Fixing the numerous causes of obesity would definitely help. But it's not made easier by the existence of "pro-ana" social media which encourages young anorexics to reinforce each other's dangerous attitudes to food.
When I watch UK streaming services (ITVx) I get bombarded with adds for junkfood takaway services. The obesity promotions are just staggering. (Outside that I mostly watch YouTube with a premium sub, so maybe I'm just unaware as to how this compares to non UK media services)
> What are these 'illegal harms'? I'm online 10+ hours a day for 10 years straight and never seen one. (not assuming they don't exist, but their prevalence/impact might be inflated).
As I understand things, MPs who are on Twitter regularly get anonymous threats of rape, murder etc https://www.bbc.co.uk/news/uk-63330885 - credible threats, with two MPs murdered in the last decade.
You and I have the luxury that we can just not be on Twitter - but when you're an MP, unless you're in a very safe seat you've got to meet voters where they are, not where you'd like them to be.
So from an MP's perspective? In one hand they've got a report about revenge porn, cyber-bullying, 4chan /pol/ and pro-anorexia facebook groups. In the other hand they've got their phone where someone's just told them to kill themselves.
They believe in these "illegal harms" because they've got a front row seat, and experience them on a daily basis.
> As I understand things, MPs who are on Twitter regularly get anonymous threats of rape, murder etc https://www.bbc.co.uk/news/uk-63330885 - credible threats, with two MPs murdered in the last decade.
1. Aren’t such threats already covered by existing laws?
2. They weren’t murdered on Twitter, so I fail to see how the Online Safety Act would have helped prevent this.
> 1. Aren’t such threats already covered by existing laws?

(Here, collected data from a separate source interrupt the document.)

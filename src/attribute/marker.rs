//! Phase, direction and role tags carried by attributes.

use std::fmt;

/// A tag an attribute may carry.
///
/// Markers are opaque to the descriptor engine; they are only compared for
/// equality when filtering with `only_marked`.
#[derive(Debug, Clone, Copy, PartialEq, Eq, PartialOrd, Ord, Hash)]
#[cfg_attr(feature = "serde", derive(serde::Serialize))]
pub enum Marker {
    /// Applies at component initialization.
    Init,
    /// Applies per processing run.
    Processing,
    /// An input of the component.
    Input,
    /// An output of the component.
    Output,
    /// Must be supplied before processing.
    Required,
    /// Not shown in end-user views.
    Internal,
}

impl Marker {
    pub const ALL: [Marker; 6] = [
        Self::Init,
        Self::Processing,
        Self::Input,
        Self::Output,
        Self::Required,
        Self::Internal,
    ];

    fn bit(self) -> u8 {
        1 << (self as u8)
    }

    pub fn display(&self) -> &'static str {
        match self {
            Self::Init => "init",
            Self::Processing => "processing",
            Self::Input => "input",
            Self::Output => "output",
            Self::Required => "required",
            Self::Internal => "internal",
        }
    }
}

impl fmt::Display for Marker {
    fn fmt(&self, f: &mut fmt::Formatter<'_>) -> fmt::Result {
        f.write_str(self.display())
    }
}

/// Set of markers carried by one attribute.
#[derive(Clone, Copy, Default, PartialEq, Eq, Hash)]
pub struct MarkerSet {
    bits: u8,
}

impl MarkerSet {
    pub const fn empty() -> Self {
        Self { bits: 0 }
    }

    pub fn insert(&mut self, marker: Marker) {
        self.bits |= marker.bit();
    }

    pub fn with(mut self, marker: Marker) -> Self {
        self.insert(marker);
        self
    }

    pub fn contains(&self, marker: Marker) -> bool {
        self.bits & marker.bit() != 0
    }

    /// True when every listed marker is present. Vacuously true for none.
    pub fn contains_all(&self, markers: &[Marker]) -> bool {
        markers.iter().all(|m| self.contains(*m))
    }

    pub fn is_empty(&self) -> bool {
        self.bits == 0
    }

    pub fn len(&self) -> usize {
        self.bits.count_ones() as usize
    }

    /// Markers in declaration order.
    pub fn iter(&self) -> impl Iterator<Item = Marker> + '_ {
        Marker::ALL.into_iter().filter(|m| self.contains(*m))
    }
}

impl FromIterator<Marker> for MarkerSet {
    fn from_iter<I: IntoIterator<Item = Marker>>(iter: I) -> Self {
        let mut set = Self::empty();
        for marker in iter {
            set.insert(marker);
        }
        set
    }
}

impl fmt::Debug for MarkerSet {
    fn fmt(&self, f: &mut fmt::Formatter<'_>) -> fmt::Result {
        f.debug_set().entries(self.iter()).finish()
    }
}

#[cfg(feature = "serde")]
impl serde::Serialize for MarkerSet {
    fn serialize<S: serde::Serializer>(&self, serializer: S) -> Result<S::Ok, S::Error> {
        serializer.collect_seq(self.iter())
    }
}
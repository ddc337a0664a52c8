//! Options for describing components

use crate::descriptor::GroupingMethod;

/// Options controlling how component descriptors are built
#[derive(Debug, Clone, PartialEq, Eq)]
pub struct DescribeOptions {
    /// Grouping applied to freshly built descriptors
    pub default_grouping: GroupingMethod,
    /// Maximum nesting depth below the root component
    pub max_depth: usize,
    /// Reject attribute keys that are not dot-separated identifiers
    pub validate_keys: bool,
}

impl Default for DescribeOptions {
    fn default() -> Self {
        Self {
            default_grouping: GroupingMethod::Structure,
            max_depth: 32,
            validate_keys: true,
        }
    }
}

impl DescribeOptions {
    pub fn with_grouping(mut self, grouping: GroupingMethod) -> Self {
        self.default_grouping = grouping;
        self
    }

    pub fn with_max_depth(mut self, max_depth: usize) -> Self {
        self.max_depth = max_depth;
        self
    }

    pub fn with_key_validation(mut self, validate_keys: bool) -> Self {
        self.validate_keys = validate_keys;
        self
    }
}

The Online Safety Act isn't about making these things illegal. It's about making it more difficult to do the illegal things in the first place. To take an analogy: money laundering legislation exists to make it harder to use the proceeds of organised crime in legitimate life. Being a drug dealer is already illegal, yet we don't use that as an argument against such laws and regulations.
"The purpose of the system is what it does." 99% of people are not drug dealers, yet we still experience the deadweight loss of KYC and AML. Therefore AML exists because agents of the state like to screw with us, waste our time, and steal our cash.
So your position is that we should allow criminals to launder the proceeds of violent and organised crime (with all the victims it causes) into the legitimate economy because…
Your response is similar to someone who opposes privacy activists and their fight for E2E encryption saying "so your position is that children should be sexually exploited online". It's an absurd caricaturization of a nuanced set of arguments with deeper ramifications.
No, a person who opposes heavy-handed, invasive KYC and AML laws does not argue that genuine organized crime figures and terrorists should do however they please with their money. The argument is instead that fighting these figures and their transactions shouldn't be designed in such a way that it also penalizes the vast majority of people who are doing nothing more illegal than tripping up some bullshit lazy, rote paranoid financial legal framework.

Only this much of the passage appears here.